Every record that follows must be returned word for word.
===== Available records
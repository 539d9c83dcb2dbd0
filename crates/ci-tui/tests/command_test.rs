//! Headless command surface: parsing plus execution against a demo app.

#[path = "../src/app.rs"]
mod app;
#[path = "../src/command.rs"]
mod command;

use command::{execute_command, parse_command, parse_json_command, AppCommand};

use ci_core::filters::{CallType, Region};

fn run(app: &mut app::App, line: &str) -> Option<serde_json::Value> {
    let cmd = parse_json_command(line)
        .or_else(|| parse_command(line))
        .unwrap_or_else(|| panic!("unparsed: {line}"));
    execute_command(app, cmd).map(|s| serde_json::from_str(&s).expect("valid json"))
}

// ===========================================================================
// Parsing
// ===========================================================================

#[test]
fn text_and_json_forms_agree() {
    let pairs = [
        (":tab 4", r#"{"cmd":"tab","args":[4]}"#),
        (":next_tab", r#"{"cmd":"next_tab"}"#),
        (":prev_tab", r#"{"cmd":"prev_tab"}"#),
        (":up", r#"{"cmd":"up"}"#),
        (":down", r#"{"cmd":"down"}"#),
        (":region apac", r#"{"cmd":"region","args":["APAC"]}"#),
        (":toggle Sales", r#"{"cmd":"toggle","args":["sales"]}"#),
        (":ask any threat?", r#"{"cmd":"ask","args":["any threat?"]}"#),
        (":cancel", r#"{"cmd":"cancel"}"#),
        (":query state", r#"{"cmd":"query_state"}"#),
        (":query tab", r#"{"cmd":"query_tab"}"#),
        (":query transcript", r#"{"cmd":"query_transcript"}"#),
        (":query report", r#"{"cmd":"query_report"}"#),
        (":help", r#"{"cmd":"help"}"#),
        (":quit", r#"{"cmd":"quit"}"#),
    ];
    for (text, json) in pairs {
        let a = parse_command(text);
        assert!(a.is_some(), "{text}");
        assert_eq!(a, parse_json_command(json), "{text} vs {json}");
    }
}

#[test]
fn unknown_filter_values_do_not_parse() {
    assert_eq!(parse_command(":region atlantis"), None);
    assert_eq!(parse_command(":toggle partners"), None);
    assert_eq!(parse_json_command(r#"{"cmd":"region","args":[3]}"#), None);
    assert_eq!(parse_json_command(r#"{"cmd":"launch"}"#), None);
}

// ===========================================================================
// Execution
// ===========================================================================

#[test]
fn navigation_commands_move_state() {
    let mut app = app::App::demo();
    assert!(run(&mut app, ":tab 4").is_none());
    assert_eq!(app.current_tab, 4);

    run(&mut app, ":down");
    run(&mut app, ":down");
    assert_eq!(app.selected_index, 2);
    run(&mut app, ":up");
    assert_eq!(app.selected_index, 1);

    run(&mut app, ":next_tab");
    assert_eq!(app.current_tab, 5);
    run(&mut app, ":next_tab");
    assert_eq!(app.current_tab, 0);
    run(&mut app, ":prev_tab");
    assert_eq!(app.current_tab, 5);

    // Out of range is reported and leaves the tab alone.
    let v = execute_command(&mut app, AppCommand::Tab(42)).expect("error event");
    let v: serde_json::Value = serde_json::from_str(&v).unwrap();
    assert_eq!(v["event"], "error");
    assert_eq!(v["code"], "bad_tab");
    assert_eq!(app.current_tab, 5);
}

#[test]
fn out_of_range_tab_reports_bad_tab() {
    let mut app = app::App::demo();
    let v = run(&mut app, r#"{"cmd":"tab","args":[6]}"#).expect("error event");
    assert_eq!(v["code"], "bad_tab");
    assert_eq!(v["message"], "no tab 6; tabs are 0-5");
    assert_eq!(app.current_tab, 0);

    assert!(run(&mut app, ":tab 5").is_none());
    assert_eq!(app.current_tab, 5);
}

#[test]
fn filter_commands_show_up_in_state() {
    let mut app = app::App::demo();
    run(&mut app, ":region north america");
    run(&mut app, ":toggle internal_training");
    assert_eq!(app.filters.region, Region::NorthAmerica);
    assert!(!app.filters.is_selected(CallType::InternalTraining));

    let state = run(&mut app, r#"{"cmd":"query_state"}"#).unwrap();
    assert_eq!(state["filters"]["region"], "North America");
    assert_eq!(state["filters"]["call_types"], serde_json::json!(["Sales"]));
    assert_eq!(state["filters"]["applied"], false);
    assert_eq!(state["tab_name"], "Overview");
}

#[test]
fn ask_blocks_until_reply() {
    let mut app = app::App::demo();
    let reply = run(&mut app, r#"{"cmd":"ask","args":["tell me about pricing"]}"#).unwrap();
    assert_eq!(reply["event"], "reply");
    assert_eq!(reply["topic"], "pricing");
    assert!(reply["content"]
        .as_str()
        .unwrap()
        .starts_with("Price is a known friction point."));
    assert_eq!(app.session.len(), 3);
    assert!(!app.is_thinking());
}

#[test]
fn blank_ask_reports_error() {
    let mut app = app::App::demo();
    let out = execute_command(&mut app, AppCommand::Ask("  ".into())).unwrap();
    let v: serde_json::Value = serde_json::from_str(&out).unwrap();
    assert_eq!(v["event"], "error");
    assert_eq!(v["code"], "empty_query");
    assert_eq!(app.session.len(), 1);
}

#[test]
fn cancel_without_pending_is_plain_ack() {
    let mut app = app::App::demo();
    assert!(run(&mut app, ":cancel").is_none());
}

#[test]
fn transcript_query_returns_turns() {
    let mut app = app::App::demo();
    run(&mut app, ":ask How many calls were analyzed?");
    let t = run(&mut app, ":query transcript").unwrap();
    let turns = t["turns"].as_array().unwrap();
    assert_eq!(turns.len(), 3);
    assert_eq!(turns[0]["role"], "assistant");
    assert_eq!(turns[1]["role"], "user");
    assert_eq!(turns[1]["content"], "How many calls were analyzed?");
}

#[test]
fn tab_query_matches_current_tab() {
    let mut app = app::App::demo();
    let overview = run(&mut app, ":query tab").unwrap();
    assert_eq!(overview["metrics"].as_array().unwrap().len(), 3);

    run(&mut app, ":tab 1");
    let funnel = run(&mut app, ":query tab").unwrap();
    assert_eq!(funnel["funnel"][0]["count"], 25_000);
    assert_eq!(funnel["threats"].as_array().unwrap().len(), 3);

    run(&mut app, ":tab 2");
    let blockers = run(&mut app, ":query tab").unwrap();
    assert_eq!(blockers["blockers"][0]["reason"], "Timing/Contract");

    run(&mut app, ":tab 3");
    let card = run(&mut app, ":query tab").unwrap();
    assert_eq!(card["battlecard"].as_array().unwrap().len(), 5);

    run(&mut app, ":tab 4");
    let recs = run(&mut app, ":query tab").unwrap();
    assert_eq!(recs["recommendations"][2]["impact"], "high");
}

#[test]
fn report_query_dumps_everything() {
    let mut app = app::App::demo();
    let report = run(&mut app, ":query report").unwrap();
    assert_eq!(report["title"], "Quipli Competitive Intelligence Report");
    assert_eq!(report["blockers"].as_array().unwrap().len(), 5);
    assert_eq!(report["recommendations"].as_array().unwrap().len(), 4);
}

#[test]
fn help_and_quit() {
    let mut app = app::App::demo();
    run(&mut app, ":help");
    assert!(app.show_help);
    run(&mut app, r#"{"cmd":"quit"}"#);
    assert!(app.should_quit);
}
==========
§ **Final answer**
repository 539d9c83dcb2dbd0
filename crates/ci-tui/tests/command_test.rs
//! Headless command surface: parsing plus execution against a demo app.

#[path = "../src/app.rs"]
mod app;
#[path = "../src/command.rs"]
mod command;

use command::{execute_command, parse_command, parse_json_command, AppCommand};

use ci_core::filters::{CallType, Region};

fn run(app: &mut app::App, line: &str) -> Option<serde_json::Value> {
    let cmd = parse_json_command(line)
        .or_else(|| parse_command(line))
        .unwrap_or_else(|| panic!("unparsed: {line}"));
    execute_command(app, cmd).map(|s| serde_json::from_str(&s).expect("valid json"))
}

// ===========================================================================
// Parsing
// ===========================================================================

#[test]
fn text_and_json_forms_agree() {
    let pairs = [
        (":tab 4", r#"{"cmd":"tab","args":[4]}"#),
        (":next_tab", r#"{"cmd":"next_tab"}"#),
        (":prev_tab", r#"{"cmd":"prev_tab"}"#),
        (":up", r#"{"cmd":"up"}"#),
        (":down", r#"{"cmd":"down"}"#),
        (":region apac", r#"{"cmd":"region","args":["APAC"]}"#),
        (":toggle Sales", r#"{"cmd":"toggle","args":["sales"]}"#),
        (":ask any threat?", r#"{"cmd":"ask","args":["any threat?"]}"#),
        (":cancel", r#"{"cmd":"cancel"}"#),
        (":query state", r#"{"cmd":"query_state"}"#),
        (":query tab", r#"{"cmd":"query_tab"}"#),
        (":query transcript", r#"{"cmd":"query_transcript"}"#),
        (":query report", r#"{"cmd":"query_report"}"#),
        (":help", r#"{"cmd":"help"}"#),
        (":quit", r#"{"cmd":"quit"}"#),
    ];
    for (text, json) in pairs {
        let a = parse_command(text);
        assert!(a.is_some(), "{text}");
        assert_eq!(a, parse_json_command(json), "{text} vs {json}");
    }
}

#[test]
fn unknown_filter_values_do_not_parse() {
    assert_eq!(parse_command(":region atlantis"), None);
    assert_eq!(parse_command(":toggle partners"), None);
    assert_eq!(parse_json_command(r#"{"cmd":"region","args":[3]}"#), None);
    assert_eq!(parse_json_command(r#"{"cmd":"launch"}"#), None);
}

// ===========================================================================
// Execution
// ===========================================================================

#[test]
fn navigation_commands_move_state() {
    let mut app = app::App::demo();
    assert!(run(&mut app, ":tab 4").is_none());
    assert_eq!(app.current_tab, 4);

    run(&mut app, ":down");
    run(&mut app, ":down");
    assert_eq!(app.selected_index, 2);
    run(&mut app, ":up");
    assert_eq!(app.selected_index, 1);

    run(&mut app, ":next_tab");
    assert_eq!(app.current_tab, 5);
    run(&mut app, ":next_tab");
    assert_eq!(app.current_tab, 0);
    run(&mut app, ":prev_tab");
    assert_eq!(app.current_tab, 5);

    // Out of range is reported and leaves the tab alone.
    let v = execute_command(&mut app, AppCommand::Tab(42)).expect("error event");
    let v: serde_json::Value = serde_json::from_str(&v).unwrap();
    assert_eq!(v["event"], "error");
    assert_eq!(v["code"], "bad_tab");
    assert_eq!(app.current_tab, 5);
}

#[test]
fn out_of_range_tab_reports_bad_tab() {
    let mut app = app::App::demo();
    let v = run(&mut app, r#"{"cmd":"tab","args":[6]}"#).expect("error event");
    assert_eq!(v["code"], "bad_tab");
    assert_eq!(v["message"], "no tab 6; tabs are 0-5");
    assert_eq!(app.current_tab, 0);

    assert!(run(&mut app, ":tab 5").is_none());
    assert_eq!(app.current_tab, 5);
}

#[test]
fn filter_commands_show_up_in_state() {
    let mut app = app::App::demo();
    run(&mut app, ":region north america");
    run(&mut app, ":toggle internal_training");
    assert_eq!(app.filters.region, Region::NorthAmerica);
    assert!(!app.filters.is_selected(CallType::InternalTraining));

    let state = run(&mut app, r#"{"cmd":"query_state"}"#).unwrap();
    assert_eq!(state["filters"]["region"], "North America");
    assert_eq!(state["filters"]["call_types"], serde_json::json!(["Sales"]));
    assert_eq!(state["filters"]["applied"], false);
    assert_eq!(state["tab_name"], "Overview");
}

#[test]
fn ask_blocks_until_reply() {
    let mut app = app::App::demo();
    let reply = run(&mut app, r#"{"cmd":"ask","args":["tell me about pricing"]}"#).unwrap();
    assert_eq!(reply["event"], "reply");
    assert_eq!(reply["topic"], "pricing");
    assert!(reply["content"]
        .as_str()
        .unwrap()
        .starts_with("Price is a known friction point."));
    assert_eq!(app.session.len(), 3);
    assert!(!app.is_thinking());
}

#[test]
fn blank_ask_reports_error() {
    let mut app = app::App::demo();
    let out = execute_command(&mut app, AppCommand::Ask("  ".into())).unwrap();
    let v: serde_json::Value = serde_json::from_str(&out).unwrap();
    assert_eq!(v["event"], "error");
    assert_eq!(v["code"], "empty_query");
    assert_eq!(app.session.len(), 1);
}

#[test]
fn cancel_without_pending_is_plain_ack() {
    let mut app = app::App::demo();
    assert!(run(&mut app, ":cancel").is_none());
}

#[test]
fn transcript_query_returns_turns() {
    let mut app = app::App::demo();
    run(&mut app, ":ask How many calls were analyzed?");
    let t = run(&mut app, ":query transcript").unwrap();
    let turns = t["turns"].as_array().unwrap();
    assert_eq!(turns.len(), 3);
    assert_eq!(turns[0]["role"], "assistant");
    assert_eq!(turns[1]["role"], "user");
    assert_eq!(turns[1]["content"], "How many calls were analyzed?");
}

#[test]
fn tab_query_matches_current_tab() {
    let mut app = app::App::demo();
    let overview = run(&mut app, ":query tab").unwrap();
    assert_eq!(overview["metrics"].as_array().unwrap().len(), 3);

    run(&mut app, ":tab 1");
    let funnel = run(&mut app, ":query tab").unwrap();
    assert_eq!(funnel["funnel"][0]["count"], 25_000);
    assert_eq!(funnel["threats"].as_array().unwrap().len(), 3);

    run(&mut app, ":tab 2");
    let blockers = run(&mut app, ":query tab").unwrap();
    assert_eq!(blockers["blockers"][0]["reason"], "Timing/Contract");

    run(&mut app, ":tab 3");
    let card = run(&mut app, ":query tab").unwrap();
    assert_eq!(card["battlecard"].as_array().unwrap().len(), 5);

    run(&mut app, ":tab 4");
    let recs = run(&mut app, ":query tab").unwrap();
    assert_eq!(recs["recommendations"][2]["impact"], "high");
}

#[test]
fn report_query_dumps_everything() {
    let mut app = app::App::demo();
    let report = run(&mut app, ":query report").unwrap();
    assert_eq!(report["title"], "Quipli Competitive Intelligence Report");
    assert_eq!(report["blockers"].as_array().unwrap().len(), 5);
    assert_eq!(report["recommendations"].as_array().unwrap().len(), 4);
}

#[test]
fn help_and_quit() {
    let mut app = app::App::demo();
    run(&mut app, ":help");
    assert!(app.show_help);
    run(&mut app, r#"{"cmd":"quit"}"#);
    assert!(app.should_quit);
}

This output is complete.